莉世と彰子は、時間に追われる事なく、二人きりでいろんな事を話した。
しかし、6時過ぎという事もあり、二人は喫茶店を出ると、彰子お薦めのイタメシ屋に行く事となった。
彰子は、莉世と歩きながら、芸能界勧誘・ナンパ・アンケート等を適当に足らってさっさと歩く。
もちろん、莉世にもお声がかかったが、その時は彰子が、
「この子、もうプロダクションに入ってるんで」
「今から、彼氏と会うんだ」
「未成年だから、何度言われてもお断り」
さらっと言って、歩を進めた。
彰子って、すごい。
莉世は彰子の言動に圧倒され、ポーとなった。
もし自分一人なら、絶対立ち止まって話を聞いてただろう。
莉世が尊敬の念を込めて、彰子を見ているのに気付くとげらげら笑いだした。
「駄目だよ、莉世。

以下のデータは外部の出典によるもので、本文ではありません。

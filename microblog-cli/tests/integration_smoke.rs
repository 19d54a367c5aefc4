//! Smoke tests for command wiring, dry runs, config handling and failure output

use assert_cmd::Command;
use predicates::prelude::*;
use std::path::Path;
use tempfile::TempDir;

fn microblog(config: &Path) -> Command {
    let mut cmd = Command::cargo_bin("microblog").unwrap();
    cmd.env("MICROBLOG_CONFIG", config)
        .env_remove("MICROBLOG_GITHUB_TOKEN")
        .env_remove("MICROBLOG_REPO")
        .env_remove("RUST_LOG");
    cmd
}

fn write_config(dir: &TempDir, body: &str) -> std::path::PathBuf {
    let path = dir.path().join("config.toml");
    std::fs::write(&path, body).unwrap();
    path
}

// === Help ===

#[test]
fn test_post_help() {
    let dir = TempDir::new().unwrap();
    microblog(&dir.path().join("none.toml"))
        .arg("post")
        .arg("--help")
        .assert()
        .success()
        .stdout(predicate::str::contains("Build and print the post without publishing"));
}

#[test]
fn test_config_help() {
    let dir = TempDir::new().unwrap();
    microblog(&dir.path().join("none.toml"))
        .arg("config")
        .arg("--help")
        .assert()
        .success()
        .stdout(predicate::str::contains("Write a starter config file"));
}

// === Post (dry run) ===

#[test]
fn test_post_dry_run_prints_address_and_contents() {
    let dir = TempDir::new().unwrap();
    microblog(&dir.path().join("none.toml"))
        .args(["post", "hello world", "--at", "2024-03-07T12:00:00Z", "--dry-run"])
        .assert()
        .success()
        .stdout(predicate::str::contains("path: posts/2024/03/07/0ZAhLQE.md"))
        .stdout(predicate::str::contains(
            "---\ndate: 2024-03-07T12:00:00Z\n---\n\nhello world\n",
        ));
}

#[test]
fn test_post_dry_run_json() {
    let dir = TempDir::new().unwrap();
    let output = microblog(&dir.path().join("none.toml"))
        .args(["post", "hello world", "--at", "2024-03-07T12:00:00.750Z", "--dry-run", "--json"])
        .output()
        .unwrap();
    assert!(output.status.success());

    let json: serde_json::Value = serde_json::from_slice(&output.stdout).unwrap();
    assert_eq!(json["id"], "0ZAhLQE");
    assert_eq!(json["timestamp"], "2024-03-07T12:00:00Z");
    assert_eq!(json["published"], false);
}

#[test]
fn test_post_dry_run_reads_stdin() {
    let dir = TempDir::new().unwrap();
    microblog(&dir.path().join("none.toml"))
        .args(["post", "--at", "2024-03-07T12:00:00Z", "--dry-run"])
        .write_stdin("hello world\n")
        .assert()
        .success()
        .stdout(predicate::str::contains("posts/2024/03/07/0ZAhLQE.md"));
}

#[test]
fn test_post_blank_body_is_rejected() {
    let dir = TempDir::new().unwrap();
    microblog(&dir.path().join("none.toml"))
        .args(["post", "   ", "--dry-run"])
        .assert()
        .failure()
        .stderr(predicate::str::contains("Value is required!"));
}

#[test]
fn test_post_rejects_bad_timestamp() {
    let dir = TempDir::new().unwrap();
    microblog(&dir.path().join("none.toml"))
        .args(["post", "hi", "--at", "tomorrow", "--dry-run"])
        .assert()
        .failure()
        .stderr(predicate::str::contains("RFC 3339"));
}

// === Post (publish) ===

#[test]
fn test_post_without_token_names_sources() {
    let dir = TempDir::new().unwrap();
    microblog(&dir.path().join("none.toml"))
        .args(["post", "hello", "--repo", "octocat/blog"])
        .assert()
        .failure()
        .stderr(predicate::str::contains("github.token"))
        .stderr(predicate::str::contains("MICROBLOG_GITHUB_TOKEN"));
}

#[test]
fn test_post_transport_failure_prints_retry_hint() {
    let dir = TempDir::new().unwrap();
    let config = write_config(
        &dir,
        "[github]\ntoken = \"t0ken\"\nrepo = \"octocat/blog\"\napi_base = \"http://127.0.0.1:9\"\ntimeout_secs = 5\n",
    );

    microblog(&config)
        .args(["post", "hello world", "--at", "2024-03-07T12:00:00Z"])
        .assert()
        .failure()
        .stderr(predicate::str::contains("Unable to commit post"))
        .stderr(predicate::str::contains("--at 2024-03-07T12:00:00Z"));
}

// === Config ===

#[test]
fn test_config_path_honours_override() {
    let dir = TempDir::new().unwrap();
    let path = dir.path().join("custom.toml");
    microblog(&path)
        .args(["config", "path"])
        .assert()
        .success()
        .stdout(predicate::str::contains("custom.toml"));
}

#[test]
fn test_config_init_refuses_overwrite() {
    let dir = TempDir::new().unwrap();
    let path = dir.path().join("nested/config.toml");

    microblog(&path).args(["config", "init"]).assert().success();
    assert!(path.exists());

    microblog(&path)
        .args(["config", "init"])
        .assert()
        .failure()
        .stderr(predicate::str::contains("--force"));

    microblog(&path)
        .args(["config", "init", "--force"])
        .assert()
        .success();
}

#[test]
fn test_config_show_redacts_token() {
    let dir = TempDir::new().unwrap();
    let config = write_config(&dir, "[github]\ntoken = \"ghp_secret1234\"\nrepo = \"octocat/blog\"\n");

    microblog(&config)
        .args(["config", "show"])
        .assert()
        .success()
        .stdout(predicate::str::contains("1234"))
        .stdout(predicate::str::contains("ghp_secret").not())
        .stdout(predicate::str::contains("octocat/blog"));
}

#[test]
fn test_config_validate_reports_missing_repo() {
    let dir = TempDir::new().unwrap();
    let config = write_config(&dir, "[github]\ntoken = \"t0ken\"\n");

    microblog(&config)
        .args(["config", "validate"])
        .assert()
        .failure()
        .stderr(predicate::str::contains("github.repo"));
}

#[test]
fn test_config_validate_warns_on_plain_token() {
    let dir = TempDir::new().unwrap();
    let config = write_config(&dir, "[github]\ntoken = \"t0ken\"\nrepo = \"octocat/blog\"\n");

    microblog(&config)
        .args(["config", "validate"])
        .assert()
        .success()
        .stdout(predicate::str::contains("plain text"))
        .stdout(predicate::str::contains("Configuration valid"));
}

// === Completions ===

#[test]
fn test_completions_bash() {
    let dir = TempDir::new().unwrap();
    microblog(&dir.path().join("none.toml"))
        .args(["completions", "bash"])
        .assert()
        .success()
        .stdout(predicate::str::contains("microblog"));
}
//! Compact, deterministic, non-cryptographic string digests
//!
//! A 32-bit wrapping string hash over UTF-16 code units, rendered in base 61.
//! Negative hashes are prefixed with `Z`, the one alphanumeric the base-61
//! digit table leaves out, so a sign never collides with a digit.

const DIGITS: &[u8; 61] = b"0123456789abcdefghijklmnopqrstuvwxyzABCDEFGHIJKLMNOPQRSTUVWXY";
const RADIX: i64 = 61;

/// 32-bit string hash: `h = (h << 5) - h + unit`, wrapping.
pub fn hash32(text: &str) -> i32 {
    text.encode_utf16().fold(0i32, |h, unit| {
        (h << 5).wrapping_sub(h).wrapping_add(i32::from(unit))
    })
}

/// Short textual digest of `text`.
///
/// Empty for a zero hash; callers that need a fixed width pad the result.
pub fn digest(text: &str) -> String {
    render(hash32(text))
}

/// Base-61 rendering of a 32-bit hash, `Z` marking negatives.
pub fn render(hash: i32) -> String {
    let mut n = i64::from(hash).abs();
    let mut digits = Vec::new();

    while n > 0 {
        digits.push(DIGITS[(n % RADIX) as usize]);
        n /= RADIX;
    }
    if hash < 0 {
        digits.push(b'Z');
    }
    digits.reverse();

    // Every byte comes from an ASCII table
    digits.into_iter().map(char::from).collect()
}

あんなのにいちいち応えてたら、いつまでたってもご飯食べられなくなる」
「すごいよ、彰子……わたしなら絶対立ち止まってる」
真剣に言う莉世の言葉に、彰子はまたも笑いだした。
「もう〜、あんたって本当に可愛いよ! ……センセにはもったいない。よし、奪っちゃおう!」
と、一人で言いながら、笑ってる彰子を見て、莉世も楽しくなってきた。
彰子には、何も隠さなくていい。
恋人が誰なのか知られてるというだけで……ココロの重みがこんなに軽くなるなんて……思ってもみなかった。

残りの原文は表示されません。